GERIS '16 March 7, 8, and 9, 2016 Binghamton University, Binghamton, NY
Abstract: Approach for Securing Industrial Control Systems
The omnipresence and reliance on Industrial Control Systems coupled with the steadily increasing number of cyber-attacks against these key systems gives cause for great concern. Although often located behind the scenes, Industrial Control Systems are vitally important to maintaining operations in industries such as electric, water, oil, energy, chemical, transportation, food, and manufacturing. These systems are often critical, highly interconnected and mutually dependent. Unfortunately, updating or replacing the Industrial Control System is not always an option due to a number of factors including system complexity, dependencies, and lack of knowledge. There is a demand for a solution which is capable of securing dated Industrial Control Systems while providing system state awareness. As demonstrated by Stuxnet, there is a pressing need for a rapidly (one to three year) deployable system able to defend Industrial Control Systems against both simple and complex cyber-attacks. Research and analysis at the Johns Hopkins University Applied Physics Lab has yielded a general framework and approach for back fitting and securing dated Industrial Control Systems while improving real-time situational awareness of these systems.

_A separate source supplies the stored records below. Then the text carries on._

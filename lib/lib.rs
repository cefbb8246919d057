//! Condsimp: simplification of decompiled control-flow conditions.
//!
//! Decompilers synthesize the conditions of `if`, `while` and `do` statements
//! mechanically, and the results are frequently redundant, double-negated, or
//! provably constant. Condsimp rewrites those conditions into small, readable
//! boolean expressions without changing program semantics.
//!
//! The work is split into a few pieces:
//!
//! * `ast` - The expressions, statements and functions we rewrite.
//! * `equivalence` - Structural hashing and semantic equality over expressions.
//! * `formula` - Solver terms, and translation of expressions into terms.
//! * `solver` - Back ends which decide satisfiability of terms.
//! * `oracle` - Answers, "Is this expression a tautology?"
//! * `cache` - Memoizes oracle answers per equivalence class.
//! * `simplify` - The rewrite pass itself.
//!
//! A short example, using the exhaustive solver so no external solver is
//! needed:
//!
//! ```
//! use condsimp::ast;
//! use condsimp::simplify::CondSimplifier;
//! use condsimp::solver::ExhaustiveSolver;
//!
//! let mut builder = ast::AstBuilder::new();
//! let x = builder.variable("x", ast::Type::int(8, true));
//! let zero = builder.int(0, ast::Type::int(8, true));
//! let gt = builder.binary(ast::BinaryOp::Gt, x, zero);
//! let not = builder.lnot(gt);
//! let condition = builder.lnot(not);
//!
//! let mut provenance = ast::Provenance::new();
//! let mut simplifier = CondSimplifier::new(&mut provenance, ExhaustiveSolver::new());
//! let simplified = simplifier.simplify(condition).unwrap();
//! assert_eq!(simplified.to_string(), "x > 0");
//! ```

#[macro_use]
extern crate log;

pub mod ast;
pub mod cache;
pub mod equivalence;
pub mod formula;
pub mod oracle;
pub mod simplify;
pub mod solver;

use thiserror::Error;

#[derive(Debug, Error)]
pub enum Error {
    #[error("Expression cannot be translated to a formula: {0}")]
    UnsupportedExpression(String),
    #[error("Solver could not decide the query")]
    ProofInconclusive,
    #[error("Solver resources exhausted: {0}")]
    ResourceExhausted(String),
    #[error("Expression proven both true and false: {0}")]
    CacheInconsistency(String),
    #[error("Solver error: {0}")]
    Solver(String),
    #[error("Unexpected statement: {0}")]
    UnexpectedStatement(String),
    #[error("Sort mismatch: {0}")]
    Sort(String),
    #[error("Free constant {0} has no value in the model")]
    MissingValue(String),
    #[error(transparent)]
    Io(#[from] std::io::Error),
    #[error(transparent)]
    Json(#[from] serde_json::Error),
    #[error("{0}")]
    Custom(String),
}

impl From<&str> for Error {
    fn from(s: &str) -> Error {
        Error::Custom(s.to_string())
    }
}

impl From<String> for Error {
    fn from(s: String) -> Error {
        Error::Custom(s)
    }
}
//! Structural hashing and semantic equality of expressions.
//!
//! Two expressions are *semantically equal* when they have the same shape
//! once source-irrelevant wrapping is ignored. Parenthesis, and casts to the
//! type an expression already has, are transparent. Everything else must
//! match exactly: operator kinds, operand order, literal values and types,
//! and variables.
//!
//! Semantic equality is not logical equivalence. `a && b` and `b && a` are
//! logically equivalent, but are not semantically equal.
//!
//! The structural hash of an expression depends only on its content, never on
//! node ids or addresses, so independently built trees of the same shape hash
//! identically. Semantically equal expressions always hash equal. Expressions
//! with equal hashes must still be compared with `is_equivalent` before being
//! treated as interchangeable.

use crate::ast::{Expression, ExpressionKind, NodeId};
use rustc_hash::{FxHashMap, FxHasher};
use std::hash::{Hash, Hasher};

/// Skip parenthesis and no-op casts.
pub fn strip_transparent(expression: &Expression) -> &Expression {
    let mut expression = expression;
    loop {
        match *expression.kind() {
            ExpressionKind::Paren(ref inner) => expression = &**inner,
            ExpressionKind::Cast(ty, ref inner) if inner.ty() == ty => expression = &**inner,
            _ => return expression,
        }
    }
}

/// Decide whether two expressions are semantically equal.
pub fn is_equivalent(lhs: &Expression, rhs: &Expression) -> bool {
    let lhs = strip_transparent(lhs);
    let rhs = strip_transparent(rhs);

    match (lhs.kind(), rhs.kind()) {
        (ExpressionKind::Variable(l), ExpressionKind::Variable(r)) => l == r,
        (ExpressionKind::Constant(l), ExpressionKind::Constant(r)) => l == r,
        (ExpressionKind::Unary(lop, l), ExpressionKind::Unary(rop, r)) => {
            lop == rop && is_equivalent(l, r)
        }
        (ExpressionKind::Binary(lop, ll, lr), ExpressionKind::Binary(rop, rl, rr)) => {
            lop == rop && is_equivalent(ll, rl) && is_equivalent(lr, rr)
        }
        (ExpressionKind::Ternary(lc, lt, le), ExpressionKind::Ternary(rc, rt, re)) => {
            is_equivalent(lc, rc) && is_equivalent(lt, rt) && is_equivalent(le, re)
        }
        (ExpressionKind::Cast(lty, l), ExpressionKind::Cast(rty, r)) => {
            lty == rty && is_equivalent(l, r)
        }
        (ExpressionKind::Call(lname, lty, largs), ExpressionKind::Call(rname, rty, rargs)) => {
            lname == rname
                && lty == rty
                && largs.len() == rargs.len()
                && largs
                    .iter()
                    .zip(rargs.iter())
                    .all(|(l, r)| is_equivalent(l, r))
        }
        _ => false,
    }
}

/// Compute the structural hash of an expression, without memoization.
pub fn structural_hash(expression: &Expression) -> u64 {
    EquivalenceEngine::new().hash(expression)
}

/// Structural hashing, memoized per node, and semantic equality.
///
/// Node ids identify node content, so a hash is computed at most once per
/// node id for the lifetime of the engine.
#[derive(Clone, Debug, Default)]
pub struct EquivalenceEngine {
    hashes: FxHashMap<NodeId, u64>,
}

impl EquivalenceEngine {
    pub fn new() -> EquivalenceEngine {
        EquivalenceEngine {
            hashes: FxHashMap::default(),
        }
    }

    /// Get the structural hash of an expression.
    pub fn hash(&mut self, expression: &Expression) -> u64 {
        if let Some(hash) = self.hashes.get(&expression.id()) {
            return *hash;
        }
        let hash = self.compute(expression);
        self.hashes.insert(expression.id(), hash);
        hash
    }

    /// Decide whether two expressions are semantically equal.
    ///
    /// When both hashes are already known and differ, the expressions are
    /// known to differ without a walk of either tree.
    pub fn equivalent(&self, lhs: &Expression, rhs: &Expression) -> bool {
        if let (Some(l), Some(r)) = (self.hashes.get(&lhs.id()), self.hashes.get(&rhs.id())) {
            if l != r {
                return false;
            }
        }
        is_equivalent(lhs, rhs)
    }

    /// The number of nodes with a memoized hash.
    pub fn memoized(&self) -> usize {
        self.hashes.len()
    }

    fn compute(&mut self, expression: &Expression) -> u64 {
        let stripped = strip_transparent(expression);
        if stripped.id() != expression.id() {
            return self.hash(stripped);
        }

        let mut hasher = FxHasher::default();
        match *expression.kind() {
            ExpressionKind::Variable(ref variable) => {
                0u8.hash(&mut hasher);
                variable.hash(&mut hasher);
            }
            ExpressionKind::Constant(ref constant) => {
                1u8.hash(&mut hasher);
                constant.hash(&mut hasher);
            }
            ExpressionKind::Unary(op, ref operand) => {
                2u8.hash(&mut hasher);
                op.hash(&mut hasher);
                self.hash(operand).hash(&mut hasher);
            }
            ExpressionKind::Binary(op, ref lhs, ref rhs) => {
                3u8.hash(&mut hasher);
                op.hash(&mut hasher);
                self.hash(lhs).hash(&mut hasher);
                self.hash(rhs).hash(&mut hasher);
            }
            ExpressionKind::Ternary(ref condition, ref then, ref else_) => {
                4u8.hash(&mut hasher);
                self.hash(condition).hash(&mut hasher);
                self.hash(then).hash(&mut hasher);
                self.hash(else_).hash(&mut hasher);
            }
            ExpressionKind::Cast(ty, ref operand) => {
                5u8.hash(&mut hasher);
                ty.hash(&mut hasher);
                self.hash(operand).hash(&mut hasher);
            }
            ExpressionKind::Call(ref name, ty, ref args) => {
                6u8.hash(&mut hasher);
                name.hash(&mut hasher);
                ty.hash(&mut hasher);
                args.len().hash(&mut hasher);
                for arg in args {
                    self.hash(arg).hash(&mut hasher);
                }
            }
            // Stripped above.
            ExpressionKind::Paren(_) => unreachable!(),
        }
        hasher.finish()
    }
}

#[cfg(test)]
mod tests {
    use super::*;
    use crate::ast::*;

    fn i32_() -> Type {
        Type::int(32, true)
    }

    fn a_and_b(builder: &mut AstBuilder) -> Expression {
        let a = builder.variable("a", Type::Bool);
        let b = builder.variable("b", Type::Bool);
        builder.land(a, b)
    }

    #[test]
    fn independent_trees_hash_equal() {
        let mut builder = AstBuilder::new();
        let first = a_and_b(&mut builder);
        let second = a_and_b(&mut builder);
        assert_ne!(first.id(), second.id());
        assert_eq!(structural_hash(&first), structural_hash(&second));
        assert!(is_equivalent(&first, &second));
    }

    #[test]
    fn parenthesis_is_transparent() {
        let mut builder = AstBuilder::new();
        let bare = a_and_b(&mut builder);
        let inner = a_and_b(&mut builder);
        let paren = builder.paren(inner);
        let paren = builder.paren(paren);

        assert!(is_equivalent(&bare, &paren));
        assert_eq!(structural_hash(&bare), structural_hash(&paren));
    }

    #[test]
    fn noop_casts_are_transparent() {
        let mut builder = AstBuilder::new();
        let x = builder.variable("x", i32_());
        let cast = builder.cast(i32_(), x.clone());
        assert!(is_equivalent(&x, &cast));
        assert_eq!(structural_hash(&x), structural_hash(&cast));

        let narrowing = builder.cast(Type::int(8, true), x.clone());
        assert!(!is_equivalent(&x, &narrowing));
    }

    #[test]
    fn operand_order_matters() {
        let mut builder = AstBuilder::new();
        let a = builder.variable("a", Type::Bool);
        let b = builder.variable("b", Type::Bool);
        let ab = builder.land(a.clone(), b.clone());
        let ba = builder.land(b, a);
        assert!(!is_equivalent(&ab, &ba));
    }

    #[test]
    fn literals_compare_value_and_type() {
        let mut builder = AstBuilder::new();
        let one_signed = builder.int(1, i32_());
        let one_unsigned = builder.int(1, Type::int(32, false));
        let another_one = builder.int(1, i32_());
        assert!(!is_equivalent(&one_signed, &one_unsigned));
        assert!(is_equivalent(&one_signed, &another_one));
    }

    #[test]
    fn kind_mismatch() {
        let mut builder = AstBuilder::new();
        let x = builder.variable("x", Type::Bool);
        let not = builder.lnot(x.clone());
        assert!(!is_equivalent(&x, &not));
    }

    #[test]
    fn hashes_are_memoized_per_node() {
        let mut builder = AstBuilder::new();
        let expression = a_and_b(&mut builder);
        let mut engine = EquivalenceEngine::new();
        let first = engine.hash(&expression);
        assert_eq!(engine.memoized(), 3);
        assert_eq!(engine.hash(&expression), first);
        assert_eq!(engine.memoized(), 3);
        assert_eq!(first, structural_hash(&expression));
    }

    #[test]
    fn engine_equivalent_uses_known_hashes() {
        let mut builder = AstBuilder::new();
        let x = builder.variable("x", Type::Bool);
        let y = builder.variable("y", Type::Bool);
        let mut engine = EquivalenceEngine::new();
        engine.hash(&x);
        engine.hash(&y);
        assert!(!engine.equivalent(&x, &y));
        assert!(engine.equivalent(&x, &x.clone()));
    }
}
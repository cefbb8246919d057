//! A `Solver` which runs z3 as a child process.
//!
//! Every query runs in a fresh z3 process, reading an SMT-LIB2 script from
//! stdin. The tactic is passed to `check-sat-using`, which enforces any time
//! bounds the tactic carries. A cap on the whole query, on top of the tactic,
//! is only given to z3 when set with `Z3Solver::set_timeout`.

use crate::formula::{symbol, Term};
use crate::solver::{SatResult, Solver, Tactic};
use crate::Error;
use std::io::Write;
use std::path::{Path, PathBuf};
use std::process::{Command, Stdio};

#[derive(Clone, Debug)]
pub struct Z3Solver {
    path: PathBuf,
    timeout: Option<u64>,
}

impl Z3Solver {
    /// A solver using the `z3` found on `PATH`.
    pub fn new() -> Z3Solver {
        Z3Solver {
            path: PathBuf::from("z3"),
            timeout: None,
        }
    }

    /// A solver using the z3 executable at `path`.
    pub fn with_path<P: AsRef<Path>>(path: P) -> Z3Solver {
        Z3Solver {
            path: path.as_ref().to_path_buf(),
            timeout: None,
        }
    }

    /// The z3 executable this solver runs.
    pub fn path(&self) -> &Path {
        &self.path
    }

    /// The global timeout given to z3, in milliseconds.
    pub fn timeout(&self) -> Option<u64> {
        self.timeout
    }

    /// Cap every query at `milliseconds`, whatever the tactic allows. `None`
    /// leaves time bounds to the tactic alone.
    pub fn set_timeout(&mut self, milliseconds: Option<u64>) {
        self.timeout = milliseconds;
    }

    /// The command line arguments z3 is run with.
    pub fn arguments(&self) -> Vec<String> {
        let mut arguments = vec!["-smt2".to_string(), "-in".to_string()];
        if let Some(milliseconds) = self.timeout {
            arguments.push(format!("-t:{}", milliseconds));
        }
        arguments
    }

    /// The SMT-LIB2 script sent to z3 for a query.
    pub fn script(assertion: &Term, tactic: &Tactic) -> String {
        let mut lines = Vec::new();

        // Declare all free constants
        for (name, sort) in assertion.free_constants() {
            lines.push(format!("(declare-const {} {})", symbol(&name), sort));
        }

        lines.push(format!("(assert {})", assertion));
        lines.push(format!("(check-sat-using {})", tactic));
        lines.push("(exit)\n".to_string());

        lines.join("\n")
    }

    /// Interpret the output of z3.
    pub fn parse_output(output: &str) -> Result<SatResult, Error> {
        for line in output.lines() {
            match line.trim() {
                "sat" => return Ok(SatResult::Sat),
                "unsat" => return Ok(SatResult::Unsat),
                "unknown" | "timeout" => return Ok(SatResult::Unknown),
                line if line.contains("error") => return Err(Error::Solver(line.to_string())),
                _ => {}
            }
        }
        Err(Error::Solver(format!(
            "no result in solver output: {}",
            output.trim()
        )))
    }
}

impl Default for Z3Solver {
    fn default() -> Z3Solver {
        Z3Solver::new()
    }
}

impl Solver for Z3Solver {
    fn check(&mut self, assertion: &Term, tactic: &Tactic) -> Result<SatResult, Error> {
        let script = Z3Solver::script(assertion, tactic);
        trace!("z3 script:\n{}", script);

        let mut child = Command::new(&self.path)
            .args(self.arguments())
            .stdin(Stdio::piped())
            .stdout(Stdio::piped())
            .stderr(Stdio::piped())
            .spawn()?;

        match child.stdin.take() {
            Some(mut stdin) => {
                if let Err(e) = stdin
                    .write_all(script.as_bytes())
                    .and_then(|_| stdin.flush())
                {
                    // z3 exited before reading the whole script
                    let _ = child.kill();
                    child.wait()?;
                    return Err(e.into());
                }
            }
            None => {
                child.kill()?;
                child.wait()?;
                return Err(Error::Solver(
                    "Failed to get stdin from solver process".to_string(),
                ));
            }
        }

        let output = child.wait_with_output()?;
        let stdout = String::from_utf8_lossy(&output.stdout);
        Z3Solver::parse_output(&stdout)
    }
}

#[cfg(test)]
mod tests {
    use super::*;
    use crate::formula::{BvCompareOp, Sort};

    #[test]
    fn script() {
        let x = Term::constant("x", Sort::BitVec(8));
        let assertion = Term::bv_compare(BvCompareOp::Slt, x, Term::bv(0, 8));
        let script = Z3Solver::script(&assertion, &Tactic::named("smt"));
        assert_eq!(
            script,
            "(declare-const x (_ BitVec 8))\n\
             (assert (bvslt x #x00))\n\
             (check-sat-using smt)\n\
             (exit)\n"
        );
    }

    #[test]
    fn parse_output() {
        assert_eq!(Z3Solver::parse_output("sat\n").unwrap(), SatResult::Sat);
        assert_eq!(Z3Solver::parse_output("unsat\n").unwrap(), SatResult::Unsat);
        assert_eq!(
            Z3Solver::parse_output("unknown\n").unwrap(),
            SatResult::Unknown
        );
        assert!(Z3Solver::parse_output("(error \"line 1: unknown constant\")\n").is_err());
        assert!(Z3Solver::parse_output("").is_err());
    }

    #[test]
    fn tactic_bounds_are_left_to_the_tactic() {
        let mut solver = Z3Solver::new();
        assert_eq!(solver.arguments(), vec!["-smt2", "-in"]);

        // A global timeout of 50ms would starve the fallback branch.
        let tactic = Tactic::or_else(vec![
            Tactic::named("sat").try_for(50),
            Tactic::named("smt").try_for(5000),
        ]);
        let script = Z3Solver::script(&Term::Bool(true), &tactic);
        assert!(script.contains(&format!("(check-sat-using {})", tactic)));
        assert!(solver.arguments().iter().all(|arg| !arg.starts_with("-t:")));

        solver.set_timeout(Some(10000));
        assert_eq!(solver.timeout(), Some(10000));
        assert_eq!(solver.arguments(), vec!["-smt2", "-in", "-t:10000"]);
    }

    #[test]
    #[cfg(unix)]
    fn early_exit_is_an_error() {
        // `true` exits without reading the script, or producing a result.
        let mut solver = Z3Solver::with_path("true");
        let x = Term::constant("x", Sort::BitVec(8));
        let assertion = Term::eq(x.clone(), x);
        assert!(solver.check(&assertion, &Tactic::default()).is_err());
    }

    #[test]
    fn missing_executable_is_an_error() {
        let mut solver = Z3Solver::with_path("/nonexistent/z3");
        assert!(solver
            .check(&Term::Bool(true), &Tactic::default())
            .is_err());
    }

    #[test]
    #[ignore] // requires z3 on PATH
    fn z3_decides_queries() {
        let mut solver = Z3Solver::new();
        let x = Term::constant("x", Sort::BitVec(32));
        let neq = Term::not(Term::eq(x.clone(), x));
        assert_eq!(
            solver.check(&neq, &Tactic::default()).unwrap(),
            SatResult::Unsat
        );
    }
}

The approach centers on intelligently incorporating existing technologies such as firewalls, deep packet inspection, encryption, and behavioral analytics to reduce the exposure to and probability of a damaging cyber-attack. Each investigated technology provides one facet of an adequate cyber defense. For example, encryption provides system and data confidentiality, while a correctly implemented DPI and firewall can enforce device integrity. Properly integrating these technologies into a single solution increases system security to a greater degree than each single technology can provide alone. Many of these technologies were not designed for the unique demands of an Industrial Control Systems environment. Therefore, analysis and tests were conducted to determine how to best integrate existing and predicted future technologies into a unified security system. The approach was verified using real-world industrial systems modeled after standard industrial and military control environments.
Zachary Birnbaum received B.S. (2012) and Ph.D. (2015) degrees in Electrical Engineering from Binghamton University. He is currently a researcher at the Johns Hopkins University Applied Physics Lab and an Adjunct Faculty Member of the Johns Hopkins University Whiting School of Engineering. His research areas include Cyber Physical Systems security, behavioral analysis, and cyber threat modeling.